# Material to process
▬▬▬

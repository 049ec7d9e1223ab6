//! Shared types, error model, and configuration for the Gregory MS build.
//!
//! This crate is the foundation depended on by all other Gregory crates.
//! It provides:
//! - [`GregoryError`]: the unified error type
//! - Entity types ([`RawArticle`], [`ArticleRow`], [`Tabular`], [`Page`], …)
//! - Configuration ([`AppConfig`], [`BuildConfig`], config loading)

pub mod config;
pub mod error;
pub mod types;

// Re-export public API at crate root for ergonomic imports.
pub use config::{
    ApiSettings, AppConfig, BuildConfig, BuildOverrides, CONFIG_FILE_NAME, DataSource,
    EmbedSettings, RUN_TAG_FORMAT, Secret, SiteMode, SourceKind, find_config_file, load_config,
    load_config_from,
};
pub use error::{GregoryError, Result};
pub use types::{
    ArticleRow, Cell, CategoryRow, Entity, Keyed, Page, RawArticle, RawAuthor, RawCategory,
    RawCategoryRef, RawSource, RawTrial, SourceRef, Tabular, Terms, TrialRow,
};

▬▬▬

# Required work
Which lines of the material contain "Entity"? List them.

# Answer box
//! - Entity types ([`RawArticle`], [`ArticleRow`], [`Tabular`], [`Page`], …)
    ArticleRow, Cell, CategoryRow, Entity, Keyed, Page, RawArticle, RawAuthor, RawCategory,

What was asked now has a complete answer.